Le B.O. du 19 juin 2008 précise : « l’autonomie et l’initiative personnelle, conditions de la réussite scolaire, sont progressivement mises en oeuvre dans tous les domaines d’activité et permettent à chaque élève de gagner en assurance et en efficacité. » C’est ce qu’autorise la mise en place d’une plage horaire quotidienne appelée « Zone Bleue » pendant laquelle l’élève, guidé par une feuille de route ou plan de travail, s’exercera en français et en mathématiques sur des notions « connues » (avant leçon pour les plus forts et sous forme de consolidation ou entraînement pour les autres). La clé de réussite de cette organisation repose d’abord sur l’autoévaluation, rendue lisible grâce à une fiche de suivi individuelle, puis sur la différenciation pédagogique (voir article dans la partie "pédagogie") réalisée au bénéfice des apprenants. Celle-ci s’exerce autour :
- des modalités de travail (avec ou sans aide),
- du niveau d’exigence des contenus (adapté au niveau de chaque élève),
- du respect des rythmes d’apprentissage de chacun (un travail engagé peut se poursuivre d’une séance sur l’autre, afin d’éviter le « zapping » pédagogique).

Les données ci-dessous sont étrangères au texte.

//! The discrete-event kernel.
//!
//! Single-threaded and cooperative: the kernel owns every net and every
//! process, advances a free-running clock by half-periods, and after each
//! commit delivers the resulting edges to whichever processes were
//! suspended on them. It provides:
//! 1. **Atomic steps:** process writes are pending until the next settle,
//!    so no participant observes a half-written update.
//! 2. **Delta convergence:** writes made while handling an edge commit in a
//!    follow-up settle inside the same timestep, and may wake further
//!    processes (non-blocking-assignment semantics).
//! 3. **Termination:** a finish flag checked at cycle boundaries; suspended
//!    processes are abandoned in place when the simulation ends.

use tracing::{debug, trace};

use crate::common::SimError;

use super::net::{Edge, NetId, NetTable};
use super::process::{Process, Wait};

/// Upper bound on delta settles within one timestep before the kernel
/// declares a zero-delay feedback loop.
const MAX_DELTA_STEPS: u32 = 64;

/// Mutable view of the simulation handed to a process while it runs.
pub struct SimHandle<'a> {
    nets: &'a mut NetTable,
    cycle: u64,
    finish: &'a mut bool,
}

impl SimHandle<'_> {
    /// Schedules a value change; visible to everyone after the next settle.
    pub fn put(&mut self, net: NetId, value: u64) {
        self.nets.put(net, value);
    }

    /// Current committed value of a net.
    pub fn value(&self, net: NetId) -> u64 {
        self.nets.value(net)
    }

    /// Value a net held going into the most recent settle.
    ///
    /// This is the sampling primitive for ready/valid handshakes: at a
    /// clock edge it yields the pre-edge value, untouched by writes that
    /// same settle committed.
    pub fn prev(&self, net: NetId) -> u64 {
        self.nets.prev(net)
    }

    /// Completed clock cycles since the start of the run.
    pub fn cycle(&self) -> u64 {
        self.cycle
    }

    /// Whether simulation termination has been signaled.
    pub fn finished(&self) -> bool {
        *self.finish
    }

    /// Signals simulation termination; the run loop exits at the next
    /// iteration boundary.
    pub fn request_finish(&mut self) {
        *self.finish = true;
    }
}

struct Slot {
    process: Box<dyn Process>,
    wait: Wait,
}

/// The simulation: net table, process table, clock, and run loop.
pub struct Sim {
    nets: NetTable,
    slots: Vec<Slot>,
    clk: NetId,
    cycle: u64,
    finish: bool,
    elaborated: bool,
}

impl std::fmt::Debug for Sim {
    fn fmt(&self, f: &mut std::fmt::Formatter<'_>) -> std::fmt::Result {
        f.debug_struct("Sim")
            .field("cycle", &self.cycle)
            .field("processes", &self.slots.len())
            .field("finish", &self.finish)
            .finish_non_exhaustive()
    }
}

impl Default for Sim {
    fn default() -> Self {
        Self::new()
    }
}

impl Sim {
    /// Creates an empty simulation with a free-running clock net `clk`.
    pub fn new() -> Self {
        let mut nets = NetTable::new();
        // Width validation cannot fail for a literal 1.
        let clk = match nets.add("clk", 1) {
            Ok(id) => id,
            Err(_) => unreachable!(),
        };
        Self {
            nets,
            slots: Vec::new(),
            clk,
            cycle: 0,
            finish: false,
            elaborated: false,
        }
    }

    /// The clock net toggled by the run loop.
    pub fn clk(&self) -> NetId {
        self.clk
    }

    /// Registers a net with the given bit width.
    pub fn add_net(&mut self, name: &str, width: u32) -> Result<NetId, SimError> {
        self.nets.add(name, width)
    }

    /// Registers a process and runs its `init` step immediately.
    ///
    /// Init writes stay pending until the elaboration settle at the start
    /// of the first run, so every process sees the same time-zero picture.
    pub fn add_process(&mut self, mut process: Box<dyn Process>) {
        let mut handle = SimHandle {
            nets: &mut self.nets,
            cycle: self.cycle,
            finish: &mut self.finish,
        };
        let wait = process.init(&mut handle);
        debug!(process = process.name(), "registered");
        self.slots.push(Slot { process, wait });
    }

    /// Current committed value of a net.
    pub fn value(&self, net: NetId) -> u64 {
        self.nets.value(net)
    }

    /// Value a net held going into the most recent settle.
    pub fn prev(&self, net: NetId) -> u64 {
        self.nets.prev(net)
    }

    /// Completed clock cycles.
    pub fn cycle(&self) -> u64 {
        self.cycle
    }

    /// Signals termination; `run_cycles` returns at the next cycle boundary.
    pub fn finish(&mut self) {
        self.finish = true;
    }

    /// Whether termination has been signaled.
    pub fn finished(&self) -> bool {
        self.finish
    }

    /// Advances the simulation by up to `n` clock cycles.
    ///
    /// Each cycle is a rising half-step followed by a falling half-step.
    /// Returns early if [`Sim::finish`] is signaled; processes still
    /// suspended at that point are simply never resumed again.
    pub fn run_cycles(&mut self, n: u64) -> Result<(), SimError> {
        if !self.elaborated {
            // Commit init writes before any clock activity.
            self.settle_and_deliver()?;
            self.elaborated = true;
        }
        for _ in 0..n {
            if self.finish {
                break;
            }
            self.half_step(1)?;
            self.half_step(0)?;
            self.cycle += 1;
        }
        Ok(())
    }

    /// Advances the simulation until termination is signaled.
    ///
    /// `limit` bounds the run in cycles; a stalled handshake never
    /// finishes on its own.
    pub fn run_until_finish(&mut self, limit: u64) -> Result<(), SimError> {
        for _ in 0..limit {
            if self.finish {
                break;
            }
            self.run_cycles(1)?;
        }
        Ok(())
    }

    fn half_step(&mut self, level: u64) -> Result<(), SimError> {
        self.nets.put(self.clk, level);
        self.settle_and_deliver()
    }

    /// Settles pending writes and delivers edges until the timestep is
    /// quiescent.
    fn settle_and_deliver(&mut self) -> Result<(), SimError> {
        let mut edges = self.nets.settle();
        let mut deltas = 0u32;
        while !edges.is_empty() {
            deltas += 1;
            if deltas > MAX_DELTA_STEPS {
                return Err(SimError::SettleDivergence {
                    limit: MAX_DELTA_STEPS,
                });
            }
            self.deliver(&edges);
            edges = self.nets.settle();
        }
        Ok(())
    }

    fn deliver(&mut self, edges: &[Edge]) {
        let nets = &mut self.nets;
        let finish = &mut self.finish;
        let cycle = self.cycle;
        for edge in edges {
            trace!(
                net = nets.name(edge.net),
                rising = edge.rising,
                cycle,
                "edge"
            );
            for slot in &mut self.slots {
                let hit = match slot.wait {
                    Wait::Posedge(n) => edge.rising && n == edge.net,
                    Wait::Negedge(n) => !edge.rising && n == edge.net,
                    Wait::Finished => false,
                };
                if hit {
                    let mut handle = SimHandle {
                        nets: &mut *nets,
                        cycle,
                        finish: &mut *finish,
                    };
                    slot.wait = slot.process.resume(&mut handle, *edge);
                }
            }
        }
    }
}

D’autre part, si « les élèves en difficulté doivent pouvoir bénéficier d’une aide personnalisée et différenciée dès que les premières difficultés apparaissent », il n’est pas inintéressant d’actionner cette aide au moment où elle est le plus indispensable, c’est-à-dire de façon non différée et ciblée sur une difficulté précise, ainsi que le permet l’organisation du travail autonome en Zone Bleue, héritée de la Pédagogie de Maîtrise.
Enfin, respectant l’idée que « pour chaque niveau, les connaissances et compétences acquises dans la classe antérieure sont à consolider», le plan de travail, tel que conçu ici, se place dans la logique d’un enseignement qui s’aligne sur la politique des cycles visant à « prendre en compte la diversité des rythmes d’apprentissage afin de permettre le développement des capacités de chaque élève ». À ce titre, on trouvera dans les plans de travail plusieurs exercices portant sur une même notion, mais avec des niveaux de difficulté différents ou des compétences à construire par paliers pour les plus fragiles d’entre les élèves.